Start to finish, repeat the records exactly.

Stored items
▶

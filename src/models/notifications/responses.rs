use serde::Serialize;
use ts_rs::TS;

use super::entities::Notification;
use crate::models::common::pagination::PaginationInfo;

/// 通知列表响应
#[derive(Debug, Serialize, TS)]
#[ts(export, export_to = "../frontend/src/types/generated/notification.ts")]
pub struct NotificationListResponse {
    pub items: Vec<Notification>,
    pub pagination: PaginationInfo,
}
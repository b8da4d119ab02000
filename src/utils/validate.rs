use once_cell::sync::Lazy;
use regex::Regex;

static EMAIL_RE: Lazy<Regex> = Lazy::new(|| {
    Regex::new(r"^[A-Za-z0-9._%+-]+@[A-Za-z0-9.-]+\.[A-Z|a-z]{2,}$").expect("Invalid email regex")
});

/// 姓名校验：去掉首尾空白后 1 到 64 个字符，不能包含控制字符
pub fn validate_fullname(fullname: &str) -> Result<(), &'static str> {
    let trimmed = fullname.trim();
    if trimmed.is_empty() {
        return Err("Fullname must not be empty");
    }
    if trimmed.chars().count() > 64 {
        return Err("Fullname must be at most 64 characters");
    }
    if trimmed.chars().any(char::is_control) {
        return Err("Fullname contains invalid characters");
    }
    Ok(())
}

pub fn validate_email(email: &str) -> Result<(), &'static str> {
    // 邮箱格式校验：必须包含 @ 和 .
    if !EMAIL_RE.is_match(email) {
        return Err("Email format is invalid");
    }
    Ok(())
}

/// 密码策略验证结果
#[derive(Debug, Clone)]
pub struct PasswordValidationResult {
    pub is_valid: bool,
    pub errors: Vec<&'static str>,
}

impl PasswordValidationResult {
    pub fn error_message(&self) -> String {
        self.errors.join("; ")
    }
}

/// 验证密码是否符合安全策略
///
/// 策略要求：
/// - 最小长度：8 字符
/// - 必须包含：大写字母 + 小写字母 + 数字
/// - 可选：特殊字符（增强安全性）
pub fn validate_password(password: &str) -> PasswordValidationResult {
    let mut errors = Vec::new();

    // 1. 长度检查：至少 8 个字符
    if password.len() < 8 {
        errors.push("Password must be at least 8 characters long");
    }

    // 2. 大写字母检查
    if !password.chars().any(|c| c.is_ascii_uppercase()) {
        errors.push("Password must contain at least one uppercase letter");
    }

    // 3. 小写字母检查
    if !password.chars().any(|c| c.is_ascii_lowercase()) {
        errors.push("Password must contain at least one lowercase letter");
    }

    // 4. 数字检查
    if !password.chars().any(|c| c.is_ascii_digit()) {
        errors.push("Password must contain at least one digit");
    }

    // 5. 常见弱密码检查
    let weak_passwords = [
        "password",
        "12345678",
        "123456789",
        "qwerty123",
        "admin123",
        "password1",
        "Password1",
        "Qwerty123",
        "Abcd1234",
    ];
    if weak_passwords
        .iter()
        .any(|&weak| password.eq_ignore_ascii_case(weak))
    {
        errors.push("Password is too common, please choose a stronger password");
    }

    PasswordValidationResult {
        is_valid: errors.is_empty(),
        errors,
    }
}

/// 简化的密码验证（返回 Result）
pub fn validate_password_simple(password: &str) -> Result<(), String> {
    let result = validate_password(password);
    if result.is_valid {
        Ok(())
    } else {
        Err(result.error_message())
    }
}

#[cfg(test)]
mod tests {
    use super::*;

    #[test]
    fn test_email_format() {
        assert!(validate_email("a@x.com").is_ok());
        assert!(validate_email("first.last+tag@school.edu.vn").is_ok());
        assert!(validate_email("a@x").is_err());
        assert!(validate_email("not-an-email").is_err());
    }

    #[test]
    fn test_fullname() {
        assert!(validate_fullname("Nguyen Van A").is_ok());
        assert!(validate_fullname("   ").is_err());
        assert!(validate_fullname(&"x".repeat(65)).is_err());
        assert!(validate_fullname("bad\u{0007}name").is_err());
    }

    #[test]
    fn test_valid_password() {
        assert!(validate_password("SecureP@ss1").is_valid);
        assert!(validate_password("MyP@ssw0rd").is_valid);
        assert!(validate_password("SecurePass123").is_valid);
    }

    #[test]
    fn test_short_password() {
        let result = validate_password("Ab1");
        assert!(!result.is_valid);
        assert!(
            result
                .errors
                .contains(&"Password must be at least 8 characters long")
        );
    }

    #[test]
    fn test_no_uppercase() {
        let result = validate_password("abcd1234");
        assert!(!result.is_valid);
        assert!(
            result
                .errors
                .contains(&"Password must contain at least one uppercase letter")
        );
    }

    #[test]
    fn test_no_lowercase() {
        let result = validate_password("ABCD1234");
        assert!(!result.is_valid);
        assert!(
            result
                .errors
                .contains(&"Password must contain at least one lowercase letter")
        );
    }

    #[test]
    fn test_no_digit() {
        let result = validate_password("AbcdEfgh");
        assert!(!result.is_valid);
        assert!(
            result
                .errors
                .contains(&"Password must contain at least one digit")
        );
    }

    #[test]
    fn test_common_password() {
        let result = validate_password("Password1");
        assert!(!result.is_valid);
        assert!(
            result
                .errors
                .contains(&"Password is too common, please choose a stronger password")
        );
    }
}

◀

## The completed task
filename src/models/notifications/responses.rs
use serde::Serialize;
use ts_rs::TS;

use super::entities::Notification;
use crate::models::common::pagination::PaginationInfo;

/// 通知列表响应
#[derive(Debug, Serialize, TS)]
#[ts(export, export_to = "../frontend/src/types/generated/notification.ts")]
pub struct NotificationListResponse {
    pub items: Vec<Notification>,
    pub pagination: PaginationInfo,
}
repository b8da4d119ab02000
filename src/utils/validate.rs
use once_cell::sync::Lazy;
use regex::Regex;

static EMAIL_RE: Lazy<Regex> = Lazy::new(|| {
    Regex::new(r"^[A-Za-z0-9._%+-]+@[A-Za-z0-9.-]+\.[A-Z|a-z]{2,}$").expect("Invalid email regex")
});

/// 姓名校验：去掉首尾空白后 1 到 64 个字符，不能包含控制字符
pub fn validate_fullname(fullname: &str) -> Result<(), &'static str> {
    let trimmed = fullname.trim();
    if trimmed.is_empty() {
        return Err("Fullname must not be empty");
    }
    if trimmed.chars().count() > 64 {
        return Err("Fullname must be at most 64 characters");
    }
    if trimmed.chars().any(char::is_control) {
        return Err("Fullname contains invalid characters");
    }
    Ok(())
}

pub fn validate_email(email: &str) -> Result<(), &'static str> {
    // 邮箱格式校验：必须包含 @ 和 .
    if !EMAIL_RE.is_match(email) {
        return Err("Email format is invalid");
    }
    Ok(())
}

/// 密码策略验证结果
#[derive(Debug, Clone)]
pub struct PasswordValidationResult {
    pub is_valid: bool,
    pub errors: Vec<&'static str>,
}

impl PasswordValidationResult {
    pub fn error_message(&self) -> String {
        self.errors.join("; ")
    }
}

/// 验证密码是否符合安全策略
///
/// 策略要求：
/// - 最小长度：8 字符
/// - 必须包含：大写字母 + 小写字母 + 数字
/// - 可选：特殊字符（增强安全性）
pub fn validate_password(password: &str) -> PasswordValidationResult {
    let mut errors = Vec::new();

    // 1. 长度检查：至少 8 个字符
    if password.len() < 8 {
        errors.push("Password must be at least 8 characters long");
    }

    // 2. 大写字母检查
    if !password.chars().any(|c| c.is_ascii_uppercase()) {
        errors.push("Password must contain at least one uppercase letter");
    }

    // 3. 小写字母检查
    if !password.chars().any(|c| c.is_ascii_lowercase()) {
        errors.push("Password must contain at least one lowercase letter");
    }

    // 4. 数字检查
    if !password.chars().any(|c| c.is_ascii_digit()) {
        errors.push("Password must contain at least one digit");
    }

    // 5. 常见弱密码检查
    let weak_passwords = [
        "password",
        "12345678",
        "123456789",
        "qwerty123",
        "admin123",
        "password1",
        "Password1",
        "Qwerty123",
        "Abcd1234",
    ];
    if weak_passwords
        .iter()
        .any(|&weak| password.eq_ignore_ascii_case(weak))
    {
        errors.push("Password is too common, please choose a stronger password");
    }

    PasswordValidationResult {
        is_valid: errors.is_empty(),
        errors,
    }
}

/// 简化的密码验证（返回 Result）
pub fn validate_password_simple(password: &str) -> Result<(), String> {
    let result = validate_password(password);
    if result.is_valid {
        Ok(())
    } else {
        Err(result.error_message())
    }
}

#[cfg(test)]
mod tests {
    use super::*;

    #[test]
    fn test_email_format() {
        assert!(validate_email("a@x.com").is_ok());
        assert!(validate_email("first.last+tag@school.edu.vn").is_ok());
        assert!(validate_email("a@x").is_err());
        assert!(validate_email("not-an-email").is_err());
    }

    #[test]
    fn test_fullname() {
        assert!(validate_fullname("Nguyen Van A").is_ok());
        assert!(validate_fullname("   ").is_err());
        assert!(validate_fullname(&"x".repeat(65)).is_err());
        assert!(validate_fullname("bad\u{0007}name").is_err());
    }

    #[test]
    fn test_valid_password() {
        assert!(validate_password("SecureP@ss1").is_valid);
        assert!(validate_password("MyP@ssw0rd").is_valid);
        assert!(validate_password("SecurePass123").is_valid);
    }

    #[test]
    fn test_short_password() {
        let result = validate_password("Ab1");
        assert!(!result.is_valid);
        assert!(
            result
                .errors
                .contains(&"Password must be at least 8 characters long")
        );
    }

    #[test]
    fn test_no_uppercase() {
        let result = validate_password("abcd1234");
        assert!(!result.is_valid);
        assert!(
            result
                .errors
                .contains(&"Password must contain at least one uppercase letter")
        );
    }

    #[test]
    fn test_no_lowercase() {
        let result = validate_password("ABCD1234");
        assert!(!result.is_valid);
        assert!(
            result
                .errors
                .contains(&"Password must contain at least one lowercase letter")
        );
    }

    #[test]
    fn test_no_digit() {
        let result = validate_password("AbcdEfgh");
        assert!(!result.is_valid);
        assert!(
            result
                .errors
                .contains(&"Password must contain at least one digit")
        );
    }

    #[test]
    fn test_common_password() {
        let result = validate_password("Password1");
        assert!(!result.is_valid);
        assert!(
            result
                .errors
                .contains(&"Password is too common, please choose a stronger password")
        );
    }
}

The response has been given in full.